The SRE Agent's managed identity has High access with these roles scoped only to the Octopets resource group (OCTOPETS_RG_NAME):

  • Contributor - Enables remediation actions
  • Reader - Read access to resources
  • Log Analytics Contributor - Access to logs for diagnostics

πŸš€ Quick Start

Prerequisites

  • Azure CLI (az)
  • Bash shell
  • Azure subscription with permissions to create resources and role assignments
  • Dev container environment (included)

Notes:

  • Local Docker is not required; container images are built remotely using Azure Container Registry (az acr build).
  • For hosted load generation with Azure Load Testing (Apache JMeter), see docs/azure-load-testing-jmeter.md.

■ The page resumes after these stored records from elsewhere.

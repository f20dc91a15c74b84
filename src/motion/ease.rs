//! Easing curves evaluated over normalized time in `[0, 1]`.

#[derive(Clone, Copy, Debug, PartialEq)]
pub enum Ease {
    Linear,
    /// Polynomial ease-in of the given degree.
    PowerIn(i32),
    /// Polynomial ease-out of the given degree.
    PowerOut(i32),
    /// Polynomial ease-in-out of the given degree.
    PowerInOut(i32),
    /// Decelerating ease that overshoots the end value before settling.
    BackOut(f64),
}

impl Ease {
    pub fn sample(self, t: f64) -> f64 {
        let t = t.clamp(0.0, 1.0);
        match self {
            Ease::Linear => t,
            Ease::PowerIn(n) => t.powi(n),
            Ease::PowerOut(n) => 1.0 - (1.0 - t).powi(n),
            Ease::PowerInOut(n) => {
                if t < 0.5 {
                    0.5 * (2.0 * t).powi(n)
                } else {
                    1.0 - 0.5 * (2.0 - 2.0 * t).powi(n)
                }
            }
            Ease::BackOut(overshoot) => {
                let u = t - 1.0;
                u * u * ((overshoot + 1.0) * u + overshoot) + 1.0
            }
        }
    }
}

pub fn lerp(a: f64, b: f64, t: f64) -> f64 {
    a + (b - a) * t
}

#[cfg(test)]
mod tests {
    use super::*;

    const CURVES: [Ease; 6] = [
        Ease::Linear,
        Ease::PowerIn(3),
        Ease::PowerOut(3),
        Ease::PowerInOut(3),
        Ease::PowerOut(4),
        Ease::BackOut(1.7),
    ];

    #[test]
    fn curves_hit_exact_endpoints() {
        for ease in CURVES {
            assert_eq!(ease.sample(0.0), 0.0, "{ease:?} at 0");
            assert_eq!(ease.sample(1.0), 1.0, "{ease:?} at 1");
        }
    }

    #[test]
    fn input_is_clamped() {
        for ease in CURVES {
            assert_eq!(ease.sample(-2.0), 0.0);
            assert_eq!(ease.sample(3.0), 1.0);
        }
    }

    #[test]
    fn back_out_overshoots_before_settling() {
        let peak = (1..100)
            .map(|i| Ease::BackOut(1.7).sample(i as f64 / 100.0))
            .fold(f64::MIN, f64::max);
        assert!(peak > 1.0);
    }

    #[test]
    fn power_out_decelerates() {
        let ease = Ease::PowerOut(3);
        let first_half = ease.sample(0.5) - ease.sample(0.0);
        let second_half = ease.sample(1.0) - ease.sample(0.5);
        assert!(first_half > second_half);
    }

    #[test]
    fn lerp_spans_the_interval() {
        assert_eq!(lerp(100.0, 0.0, 0.0), 100.0);
        assert_eq!(lerp(100.0, 0.0, 1.0), 0.0);
        assert_eq!(lerp(0.0, 180.0, 0.5), 90.0);
    }
}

Permissions needed (common working combinations):

  • Ability to run subscription-scope deployments that create resource groups (az deployment sub create)
  • Ability to create RBAC role assignments scoped to the Octopets resource group and the SRE Agent resource group
  • Typically: Owner, or Contributor + User Access Administrator at the required scopes

Region requirement:

  • swedencentral (SRE Agent preview constraint)

Security constraints:

  • Never commit .env (or any secrets)
  • Do not grant the SRE Agent subscription-wide permissions; scope access to the target resource group(s) only

Deployment

  1. Configure Environment

    # Copy and edit .env with your Azure credentials
    cp .env.example .env

    Minimum variables for the happy path:

    • AZURE_TENANT_ID, AZURE_SUBSCRIPTION_ID, AZURE_LOCATION
    • OCTOPETS_ENV_NAME
    • SRE_AGENT_RG_NAME, SRE_AGENT_NAME, SRE_AGENT_ACCESS_LEVEL

    Notes:

    • OCTOPETS_RG_NAME and SRE_AGENT_TARGET_RESOURCE_GROUPS are auto-populated by scripts/30-deploy-octopets.sh.
    • OCTOPETS_API_URL and OCTOPETS_FE_URL are auto-populated by scripts/31-deploy-octopets-containers.sh.
  2. Authenticate

    source scripts/load-env.sh
    scripts/20-az-login.sh
  3. Deploy Octopets Infrastructure

    scripts/30-deploy-octopets.sh

    This deploys infrastructure via Azure CLI + Bicep at subscription scope and sets OCTOPETS_RG_NAME in your .env. It also sets SRE_AGENT_TARGET_RESOURCE_GROUPS in your .env to the same RG name.

  4. Build and Deploy Containers

    scripts/31-deploy-octopets-containers.sh

    This uses ACR remote builds (az acr build) and updates .env with OCTOPETS_API_URL and OCTOPETS_FE_URL.

    Verification:

    • Open the OCTOPETS_FE_URL in a browser; the frontend should load.

4b. (Optional) OpenAPI smoke test

scripts/32-openapi-smoke-test.sh
  1. Ensure SRE Agent reference repo is present

    # Only needed if external/sre-agent is missing
    scripts/10-clone-repos.sh
  2. Deploy SRE Agent

    scripts/40-deploy-sre-agent.sh

Fresh environment (new deployment)

To create a fresh deployment (new resource groups), start with a fresh .env and new names:

rm -f .env
cp .env.example .env

# Edit these before deploying (examples)
scripts/set-dotenv-value.sh "OCTOPETS_ENV_NAME" "octopets-lab-$(date +%Y%m%d%H%M%S)"
scripts/set-dotenv-value.sh "SRE_AGENT_RG_NAME" "rg-sre-agent-lab-$(date +%Y%m%d%H%M%S)"
scripts/set-dotenv-value.sh "SRE_AGENT_NAME" "sre-agent-lab-$(date +%Y%m%d%H%M%S)"

Then follow the same happy-path deployment sequence above.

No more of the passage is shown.